“I will begin the story of my adventures with a certain morning early in the month of June, the year of grace 1751, when I took the key for the last time out of the door of my father’s house.”
Kidnapped: Being Memoirs of the Adventures of David Balfour in the Year 1751: How he was Kidnapped and Cast away; his Sufferings in a Desert Isle; His Journey in the Wild Highlands; his acquaintance with Alan Breck Stewart and other notorious Highland Jacobites; with all that he suffered at the hands of his Uncle, Ebenezer Balfour of Shaws, falsely so-called: Written by Himself and now set forth by Robert Louis Stevenson.
“For the final time in a foreign country as president of the United States of America, Barack Hussein Obama eased into his seat as a Secret Service agent shut the heavy door. ‘Let’s go home,’ he said.”
The World as It Is by Ben Rhodes
Sherlock Holmes and the Lady in Black by June Thomson
Ooops, sorry. Took too long getting the exact wording.
“Those of you who are familiar with the events that occurred during the latter part of Sherlock Holmes’ life, after he had left our old lodgings at 221B Baker Street, will know that after giving up his career as a private consulting agent, he moved to Sussex where he took up beekeeping as a part-time livelihood.”
Sherlock Holmes and the Lady in Black by June Thomson
In the 18th century, books didn’t have slipcovers or paper back covers for the blurb, so the title served the role of getting the potential reader’s interest.

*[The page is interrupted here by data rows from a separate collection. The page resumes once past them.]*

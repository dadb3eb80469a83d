// Copyright (c) 2026 Robert L. Snyder, Sierra Vista, AZ
// Licensed under the MIT License. See LICENSE file in the project root for details.

//! Configuration system for keytape.
//!
//! This module provides the engine configuration (recording limits,
//! playback speed range, storage and export settings) loaded from YAML.

pub mod watcher;

pub use watcher::{validate_config, ConfigEvent, ConfigWatcher};

use std::fs;
use std::path::Path;

use anyhow::{ensure, Context, Result};
use serde::{Deserialize, Serialize};

use crate::recording::ExportFormat;

/// Default maximum recording length: 5 minutes
pub const DEFAULT_MAX_DURATION_MS: u64 = 5 * 60 * 1000;
/// Slowest accepted playback speed
pub const DEFAULT_MIN_SPEED: f64 = 0.1;
/// Fastest accepted playback speed
pub const DEFAULT_MAX_SPEED: f64 = 4.0;

/// Root engine configuration
#[derive(Debug, Clone, Serialize, Deserialize, PartialEq, Default)]
pub struct EngineConfig {
    /// Recording settings
    #[serde(default)]
    pub recording: RecordingConfig,
    /// Playback settings
    #[serde(default)]
    pub playback: PlaybackConfig,
    /// Persistence settings
    #[serde(default)]
    pub storage: StorageConfig,
    /// Export settings
    #[serde(default)]
    pub export: ExportConfig,
}

impl EngineConfig {
    /// Load a configuration from a YAML file
    pub fn load<P: AsRef<Path>>(path: P) -> Result<Self> {
        let contents = fs::read_to_string(path.as_ref())
            .with_context(|| format!("Failed to read config file: {:?}", path.as_ref()))?;
        Self::from_yaml(&contents)
    }

    /// Parse and validate a configuration from a YAML string
    pub fn from_yaml(yaml: &str) -> Result<Self> {
        let config: Self =
            serde_yaml::from_str(yaml).context("Failed to parse YAML configuration")?;
        config.validate()?;
        Ok(config)
    }

    /// Serialize to YAML string
    pub fn to_yaml(&self) -> Result<String> {
        serde_yaml::to_string(self).context("Failed to serialize configuration to YAML")
    }

    /// Save configuration to a YAML file
    pub fn save<P: AsRef<Path>>(&self, path: P) -> Result<()> {
        let yaml = self.to_yaml()?;
        fs::write(path.as_ref(), yaml)
            .with_context(|| format!("Failed to write config file: {:?}", path.as_ref()))
    }

    /// Check value ranges
    pub fn validate(&self) -> Result<()> {
        ensure!(
            self.recording.max_duration_ms > 0,
            "recording.max_duration_ms must be positive"
        );
        let playback = &self.playback;
        ensure!(
            playback.min_speed.is_finite() && playback.min_speed > 0.0,
            "playback.min_speed must be a positive number"
        );
        ensure!(
            playback.max_speed.is_finite() && playback.max_speed >= playback.min_speed,
            "playback.max_speed must be at least playback.min_speed"
        );
        ensure!(
            playback.default_speed >= playback.min_speed
                && playback.default_speed <= playback.max_speed,
            "playback.default_speed must lie within [min_speed, max_speed]"
        );
        ensure!(!self.storage.key.trim().is_empty(), "storage.key must not be empty");
        Ok(())
    }
}

/// Recording settings
#[derive(Debug, Clone, Serialize, Deserialize, PartialEq)]
pub struct RecordingConfig {
    /// Sessions are force-stopped past this length
    #[serde(default = "default_max_duration_ms")]
    pub max_duration_ms: u64,
    /// Prefix of auto-assigned names ("Recording 3")
    #[serde(default = "default_name_prefix")]
    pub default_name_prefix: String,
}

fn default_max_duration_ms() -> u64 {
    DEFAULT_MAX_DURATION_MS
}
fn default_name_prefix() -> String {
    "Recording".to_string()
}

impl Default for RecordingConfig {
    fn default() -> Self {
        Self {
            max_duration_ms: default_max_duration_ms(),
            default_name_prefix: default_name_prefix(),
        }
    }
}

/// Playback settings
#[derive(Debug, Clone, Serialize, Deserialize, PartialEq)]
pub struct PlaybackConfig {
    /// Speed used when none is given
    #[serde(default = "default_speed")]
    pub default_speed: f64,
    /// Slowest accepted speed
    #[serde(default = "default_min_speed")]
    pub min_speed: f64,
    /// Fastest accepted speed
    #[serde(default = "default_max_speed")]
    pub max_speed: f64,
}

fn default_speed() -> f64 {
    1.0
}
fn default_min_speed() -> f64 {
    DEFAULT_MIN_SPEED
}
fn default_max_speed() -> f64 {
    DEFAULT_MAX_SPEED
}

impl Default for PlaybackConfig {
    fn default() -> Self {
        Self {
            default_speed: default_speed(),
            min_speed: default_min_speed(),
            max_speed: default_max_speed(),
        }
    }
}

/// Persistence settings
#[derive(Debug, Clone, Serialize, Deserialize, PartialEq)]
pub struct StorageConfig {
    /// Key the recording collection is stored under
    #[serde(default = "default_storage_key")]
    pub key: String,
    /// Directory for the file-backed store
    #[serde(default = "default_storage_path")]
    pub path: String,
    /// Byte quota for stored recordings (none = unbounded)
    #[serde(default)]
    pub quota_bytes: Option<usize>,
}

fn default_storage_key() -> String {
    "keytape.recordings".to_string()
}
fn default_storage_path() -> String {
    ".keytape".to_string()
}

impl Default for StorageConfig {
    fn default() -> Self {
        Self {
            key: default_storage_key(),
            path: default_storage_path(),
            quota_bytes: None,
        }
    }
}

/// Export settings
#[derive(Debug, Clone, Serialize, Deserialize, PartialEq, Default)]
pub struct ExportConfig {
    /// Format used by `export`
    #[serde(default)]
    pub format: ExportFormat,
}
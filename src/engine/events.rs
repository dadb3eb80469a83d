// Copyright (c) 2026 Robert L. Snyder, Sierra Vista, AZ
// Licensed under the MIT License. See LICENSE file in the project root for details.

//! Engine lifecycle events and their fan-out.

use std::sync::mpsc::{self, Receiver, Sender};

use crate::recording::{RecordedNote, Recording};

/// Everything the engine announces to its listeners
#[derive(Debug, Clone, PartialEq)]
pub enum EngineEvent {
    /// A recording session began; carries the empty shell
    RecordingStarted(Recording),
    /// The session was paused
    RecordingPaused,
    /// The session was resumed
    RecordingResumed,
    /// The session was finalized and stored
    RecordingStopped(Option<Recording>),
    /// The session was force-stopped at the maximum duration
    RecordingLimitReached,
    /// A key release completed a note
    NoteRecorded(RecordedNote),
    /// Playback began
    PlaybackStarted(Recording),
    /// A note is due during playback
    PlaybackNote(RecordedNote),
    /// Playback ended, by request or at the end of the recording
    PlaybackStopped(Option<Recording>),
    /// A stored recording was deleted
    RecordingDeleted(String),
    /// A stored recording was renamed
    RecordingRenamed {
        /// Recording id
        id: String,
        /// New name
        name: String,
    },
    /// A recording was imported and stored
    RecordingImported(Recording),
}

impl EngineEvent {
    /// Short name for logs
    pub fn name(&self) -> &'static str {
        match self {
            EngineEvent::RecordingStarted(_) => "recording_started",
            EngineEvent::RecordingPaused => "recording_paused",
            EngineEvent::RecordingResumed => "recording_resumed",
            EngineEvent::RecordingStopped(_) => "recording_stopped",
            EngineEvent::RecordingLimitReached => "recording_limit_reached",
            EngineEvent::NoteRecorded(_) => "note_recorded",
            EngineEvent::PlaybackStarted(_) => "playback_started",
            EngineEvent::PlaybackNote(_) => "playback_note",
            EngineEvent::PlaybackStopped(_) => "playback_stopped",
            EngineEvent::RecordingDeleted(_) => "recording_deleted",
            EngineEvent::RecordingRenamed { .. } => "recording_renamed",
            EngineEvent::RecordingImported(_) => "recording_imported",
        }
    }
}

/// Publish/subscribe fan-out over channels.
///
/// Subscribers whose receiver was dropped are pruned on the next publish.
#[derive(Debug, Default)]
pub struct EventBus {
    subscribers: Vec<Sender<EngineEvent>>,
}

impl EventBus {
    /// Create a bus with no subscribers
    pub fn new() -> Self {
        Self::default()
    }

    /// Register a new listener
    pub fn subscribe(&mut self) -> Receiver<EngineEvent> {
        let (tx, rx) = mpsc::channel();
        self.subscribers.push(tx);
        rx
    }

    /// Number of live subscribers as of the last publish
    pub fn subscriber_count(&self) -> usize {
        self.subscribers.len()
    }

    /// Deliver an event to every subscriber
    pub fn publish(&mut self, event: EngineEvent) {
        self.subscribers.retain(|tx| tx.send(event.clone()).is_ok());
    }
}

Davy wrote it in that style, and Stevenson, like Bilbo, simply repeated it for the modern reader.
“The summer day was drawing to a close and dusk had fallen on Blandings Castle, shrouding from view the ancient battlements, dulling the silver surface of the lake and causing Lord Emsworth’s supreme Berkshire sow Empress of Blandings to leave the open air portion of her sty and withdraw into the covered shed where she did her sleeping.”
Back in June 1994, Major Lindley Johnson had a thought: Wouldn’t it be nice to try to save the world?
How to Kill an Asteroid: The Real Science of Planetary Defence, by Robin George Andrews
Ramage felt dazed and grabbed at the thoughts rushing through his head: he guessed it was a nightmare, so he would soon wake up safely in his cabin; but for the moment his mind was apparently separated from his body, floating along free like a puff of smoke in the wind.
“The creaking plank of a fog-soaked wharf, the shadow of a ghost ship slipping silently out of harbor, legends of tentacles that can pull down a merchant vessel–the ocean is as vast as stories and legends as it is in size.”
Beyond Bizarre: Frightening Facts and Blood-Curdling True Tales, by Varla Ventura
“Blackmail speaks its own peculiar dialect, but it has this advantage over other forms of expression: It is the universal language, understood by all.”
Queen’s Bureau of Investigation, by Ellery Queen (This is a story collection, and the above sentence is from “Money Talks”.)
Margaret de Beauchamp, eldest surviving child of Baronet Sir Timothy de Beauchamp, baronet of Churnet and Trent, waited patiently on a bench in the outer court of the Palace of Whitehall, nervous to see the king or the Earl of Cork.
1635: The Weaver’s Code, by Eric Flint and Jody Lynn Nye
“Dr. Alexander Hoffman sat by the fire in his study in Geneva, a half-smoked cigar lying cold in the ashtray beside him, an angle-poise lamp pulled low over his shoulder, turning the pages of a first edition of The Expression of Emotions in Man and Animals by Charles Darwin.”
Prayers from the Ark & The Creatures’ Choir by Carmen Bernos de Gasztold, translated by Rumer Godden. (This is a double volume of verse, and the above is the opening sentence to the first poem, “Noah’s Prayer”.)
“The word has come that he is dead, now, and the girls.”